Les raisons ? Elles sont multiples mais les enfants arrivent indéniablement en tête. Déjà source naturelle de complications, Mariette a en plus attrapé la maternite aigüe. Et non pas qu'Abel ne les aime pas, il peine juste à trouver sa place. De fait, il va se renfermer, faire des erreurs et accuser le féminin dans son entièreté au passage.

Pour autant, malgré ses éclats et des propos anti-féministes, je ne me suis jamais offusquée. Il y est fait le procès de la femme au sein du ménage, certes, mais avec ambigüité et sans la dénigrer complètement.

Et puis, il est question de société puisqu'on parle d'avortement et de contraception avec l'arrivée de la pilule en France.

En conclusion, j'ai tout bonement adoré cette lecture et décidé d'en retirer que ce qui peut faire avancer. Se mettre dans la peau du sexe opposé peut aussi avoir du bon.

"Il y a décidément des maladies spéciales aux femmes. Métrite, Salpingite. La tienne fait une inflammation de la maternité. J'appelle ça la maternite."


"Et pourtant le plus grand vice du consentement, c'est le temps, qui en détruit les motifs."


"Elles crient : mon tout ; Elles pensent : mon toutou."
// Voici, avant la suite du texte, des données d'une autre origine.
//! The acting subject of an authorization decision.

use serde::{Deserialize, Serialize};

use crate::roles::Role;

/// The currently authenticated account whose permissions are evaluated.
///
/// The subject is always passed explicitly to [`crate::can`]; this crate
/// never reads it from ambient state.
///
/// # Examples
///
/// ```
/// use dashboard_rbac::{Role, Subject};
///
/// let subject = Subject::new("u1", Role::User);
/// assert!(subject.is("u1"));
/// ```
#[derive(Debug, Clone, Serialize, Deserialize, PartialEq, Eq, Hash)]
pub struct Subject {
    /// Opaque account identifier.
    pub id: String,
    /// The subject's single permission role.
    pub role: Role,
}

impl Subject {
    /// Create a subject from an identifier and role.
    pub fn new(id: impl Into<String>, role: Role) -> Self {
        Self {
            id: id.into(),
            role,
        }
    }

    /// Shorthand for an admin subject.
    pub fn admin(id: impl Into<String>) -> Self {
        Self::new(id, Role::Admin)
    }

    /// Shorthand for a manager subject.
    pub fn manager(id: impl Into<String>) -> Self {
        Self::new(id, Role::Manager)
    }

    /// Shorthand for a user subject.
    pub fn user(id: impl Into<String>) -> Self {
        Self::new(id, Role::User)
    }

    /// Check if this subject has the given identifier.
    pub fn is(&self, id: &str) -> bool {
        self.id == id
    }
}
//! # Dashboard RBAC (Role-Based Access Control)
//!
//! This crate provides the authorization model for the company/user
//! administration dashboard.
//!
//! ## Overview
//!
//! The dashboard-rbac crate handles:
//! - **Roles**: The closed set of permission levels (admin, manager, user)
//! - **Actions**: Operations requested against a resource
//! - **Resources**: Users and companies
//! - **Targets**: The row an action is performed against
//! - **Policy**: The pure `can` decision plus guard helpers
//! - **Records**: Backend rows and their projection into targets
//!
//! ## Architecture
//!
//! ```text
//! can(Subject, Action, Option<Target>) -> bool
//!
//! Subject = { id, role }
//! Target  = User { id, role } | Company { id, owner_id? }
//! ```
//!
//! The UI consults `can` before rendering an affordance, and again through
//! `authorize` before dispatching a mutation.
//!
//! ## Usage
//!
//! ```rust
//! use dashboard_rbac::{can, Action, Role, Subject, Target};
//!
//! let admin = Subject::admin("a1");
//! assert!(can(&admin, Action::ChangeRole, Some(&Target::user("u5", Role::User))));
//!
//! // No self-delete.
//! assert!(!can(&admin, Action::Delete, Some(&Target::user("a1", Role::Admin))));
//! ```

pub mod actions;
pub mod error;
pub mod policy;
pub mod records;
pub mod resources;
pub mod roles;
pub mod subject;
pub mod target;

// Re-export main types for convenience
pub use actions::Action;
pub use error::{RbacError, RbacResult, ResourceLabel};
pub use policy::{allowed_actions, authorize, can};
pub use records::{CompanyRecord, UserRecord};
pub use resources::ResourceType;
pub use roles::Role;
pub use subject::Subject;
pub use target::Target;
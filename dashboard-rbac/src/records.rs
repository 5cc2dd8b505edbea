//! # Records
//!
//! JSON rows of the `users` and `companies` resources as exchanged with the
//! backend API, and their projection into authorization inputs.

use serde::{Deserialize, Serialize};

use crate::roles::Role;
use crate::subject::Subject;
use crate::target::Target;

/// A row of the `users` resource.
///
/// # Example
///
/// ```
/// use dashboard_rbac::records::UserRecord;
/// use dashboard_rbac::{Role, Target};
///
/// let row: UserRecord = serde_json::from_str(
///     r#"{"id":"u9","name":"Ana","email":"ana@example.com","role":"user"}"#,
/// ).unwrap();
/// assert_eq!(row.to_target(), Target::user("u9", Role::User));
/// ```
#[derive(Debug, Clone, Serialize, Deserialize, PartialEq)]
#[serde(rename_all = "camelCase")]
pub struct UserRecord {
    /// User ID
    pub id: String,

    /// Display name
    pub name: String,

    /// Login email
    pub email: String,

    /// Permission role
    pub role: Role,

    /// Company the user belongs to
    #[serde(default, skip_serializing_if = "Option::is_none")]
    pub company_id: Option<String>,

    /// Creation timestamp as sent by the backend
    #[serde(default, skip_serializing_if = "Option::is_none")]
    pub created_at: Option<String>,
}

impl UserRecord {
    /// Project this row into an authorization target.
    pub fn to_target(&self) -> Target {
        Target::user(self.id.clone(), self.role)
    }

    /// Project this row into a subject, for the account that just logged in.
    pub fn to_subject(&self) -> Subject {
        Subject::new(self.id.clone(), self.role)
    }
}

impl From<&UserRecord> for Target {
    fn from(record: &UserRecord) -> Self {
        record.to_target()
    }
}

impl From<&UserRecord> for Subject {
    fn from(record: &UserRecord) -> Self {
        record.to_subject()
    }
}

/// A row of the `companies` resource.
#[derive(Debug, Clone, Serialize, Deserialize, PartialEq)]
#[serde(rename_all = "camelCase")]
pub struct CompanyRecord {
    /// Company ID
    pub id: String,

    /// Company name
    pub name: String,

    /// Account that owns the company
    #[serde(default, skip_serializing_if = "Option::is_none")]
    pub owner_id: Option<String>,

    /// Headcount
    #[serde(default, skip_serializing_if = "Option::is_none")]
    pub employees: Option<u32>,

    /// Annual revenue
    #[serde(default, skip_serializing_if = "Option::is_none")]
    pub revenue: Option<f64>,

    /// Creation timestamp as sent by the backend
    #[serde(default, skip_serializing_if = "Option::is_none")]
    pub created_at: Option<String>,
}

impl CompanyRecord {
    /// Project this row into an authorization target.
    pub fn to_target(&self) -> Target {
        Target::Company {
            id: self.id.clone(),
            owner_id: self.owner_id.clone(),
        }
    }
}

impl From<&CompanyRecord> for Target {
    fn from(record: &CompanyRecord) -> Self {
        record.to_target()
    }
}
//! Session configuration.
//!
//! Configuration is loaded from environment variables with defaults suitable
//! for local development.

use chrono::Duration;
use serde::{Deserialize, Serialize};
use thiserror::Error;

/// Environment variable holding the maximum session age in seconds.
pub const MAX_AGE_ENV: &str = "DASHBOARD_SESSION_MAX_AGE_SECS";

/// Environment variable holding the storage key for the persisted session.
pub const STORAGE_KEY_ENV: &str = "DASHBOARD_SESSION_STORAGE_KEY";

/// Configuration errors.
#[derive(Debug, Clone, PartialEq, Eq, Error)]
pub enum ConfigError {
    /// Invalid configuration value.
    #[error("Invalid configuration value for {key}: {message}")]
    InvalidValue {
        /// Configuration key.
        key: String,
        /// Error message.
        message: String,
    },
}

/// Session lifecycle configuration.
#[derive(Debug, Clone, Serialize, Deserialize, PartialEq, Eq)]
pub struct SessionConfig {
    /// Persisted sessions older than this are rejected on restore.
    pub max_age_secs: u64,

    /// Key under which the caller stores the persisted session.
    pub storage_key: String,
}

impl Default for SessionConfig {
    fn default() -> Self {
        Self {
            max_age_secs: 86_400,
            storage_key: "dashboard.session".to_string(),
        }
    }
}

impl SessionConfig {
    /// Load configuration from environment variables, ignoring bad values.
    ///
    /// Environment variables:
    /// - `DASHBOARD_SESSION_MAX_AGE_SECS`: Maximum session age (default: 86400)
    /// - `DASHBOARD_SESSION_STORAGE_KEY`: Storage key (default: dashboard.session)
    pub fn from_env() -> Self {
        Self::from_lookup(|key| std::env::var(key).ok()).unwrap_or_default()
    }

    /// Load configuration from environment variables, rejecting bad values.
    pub fn try_from_env() -> Result<Self, ConfigError> {
        Self::from_lookup(|key| std::env::var(key).ok())
    }

    /// Load configuration through an arbitrary key lookup.
    ///
    /// Absent keys fall back to defaults. A max age that is not a positive
    /// integer is an error.
    pub fn from_lookup<F>(lookup: F) -> Result<Self, ConfigError>
    where
        F: Fn(&str) -> Option<String>,
    {
        let default = Self::default();

        let max_age_secs = match lookup(MAX_AGE_ENV) {
            Some(raw) => match raw.trim().parse::<u64>() {
                Ok(0) => {
                    return Err(ConfigError::InvalidValue {
                        key: MAX_AGE_ENV.to_string(),
                        message: "must be greater than zero".to_string(),
                    })
                }
                Ok(secs) => secs,
                Err(e) => {
                    return Err(ConfigError::InvalidValue {
                        key: MAX_AGE_ENV.to_string(),
                        message: e.to_string(),
                    })
                }
            },
            None => default.max_age_secs,
        };

        let storage_key = lookup(STORAGE_KEY_ENV)
            .filter(|key| !key.trim().is_empty())
            .unwrap_or(default.storage_key);

        Ok(Self {
            max_age_secs,
            storage_key,
        })
    }

    /// Get the maximum session age as a Duration.
    ///
    /// Saturates at the largest span chrono can represent.
    pub fn max_age(&self) -> Duration {
        let secs = i64::try_from(self.max_age_secs)
            .unwrap_or(i64::MAX)
            .min(i64::MAX / 1000);
        Duration::seconds(secs)
    }
}
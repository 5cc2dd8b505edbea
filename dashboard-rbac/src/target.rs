//! # Targets
//!
//! The entity an action is performed against. Each resource kind has its own
//! variant so the policy can match exhaustively on what it is looking at.

use serde::{Deserialize, Serialize};

use crate::resources::ResourceType;
use crate::roles::Role;

/// The entity instance an action would be performed against.
///
/// # Example
///
/// ```
/// use dashboard_rbac::{ResourceType, Role, Target};
///
/// let target = Target::user("u9", Role::User);
/// assert_eq!(target.resource(), ResourceType::User);
/// assert_eq!(target.role(), Some(Role::User));
///
/// let company = Target::company("c1");
/// assert_eq!(company.role(), None);
/// ```
#[derive(Debug, Clone, Serialize, Deserialize, PartialEq, Eq, Hash)]
#[serde(tag = "kind", rename_all = "snake_case")]
pub enum Target {
    /// A user row with its current permission role.
    User {
        /// Identifier of the user.
        id: String,
        /// The user's current role.
        role: Role,
    },

    /// A company row.
    Company {
        /// Identifier of the company.
        id: String,
        /// Account that owns the company, if known.
        #[serde(default, skip_serializing_if = "Option::is_none")]
        owner_id: Option<String>,
    },
}

impl Target {
    /// Create a user target.
    pub fn user(id: impl Into<String>, role: Role) -> Self {
        Target::User {
            id: id.into(),
            role,
        }
    }

    /// Create a company target with no known owner.
    pub fn company(id: impl Into<String>) -> Self {
        Target::Company {
            id: id.into(),
            owner_id: None,
        }
    }

    /// Create a company target owned by the given account.
    pub fn owned_company(id: impl Into<String>, owner_id: impl Into<String>) -> Self {
        Target::Company {
            id: id.into(),
            owner_id: Some(owner_id.into()),
        }
    }

    /// Get the target's identifier.
    pub fn id(&self) -> &str {
        match self {
            Target::User { id, .. } | Target::Company { id, .. } => id,
        }
    }

    /// Get the resource kind of the target.
    pub fn resource(&self) -> ResourceType {
        match self {
            Target::User { .. } => ResourceType::User,
            Target::Company { .. } => ResourceType::Company,
        }
    }

    /// Get the target's permission role; only user targets have one.
    pub fn role(&self) -> Option<Role> {
        match self {
            Target::User { role, .. } => Some(*role),
            Target::Company { .. } => None,
        }
    }
}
"À propos de ta femme, évidemment, le plus difficile, ce sera que tu lui pardonnes de l'avoir trompée ! Et que tu veuilles bien l'aider : à quoi bon faire un effort pour rester séduisante, si personne ne vous regarde ?"


"La société serait idéales si toutes les femmes étaient mariées et tous les hommes célibataires."


"Le mariage est une place assiégée : ceux qui sont dedans voudraient en sortir ; ceux qui sont dehors voudraient y entrer."


"Il suffit d'admettre que la réussite (montrez-m'en donc une vraie !) n'existe pas pour diminuer le sentiment de l'échec, le trouver relatif, refuser de s'y complaire."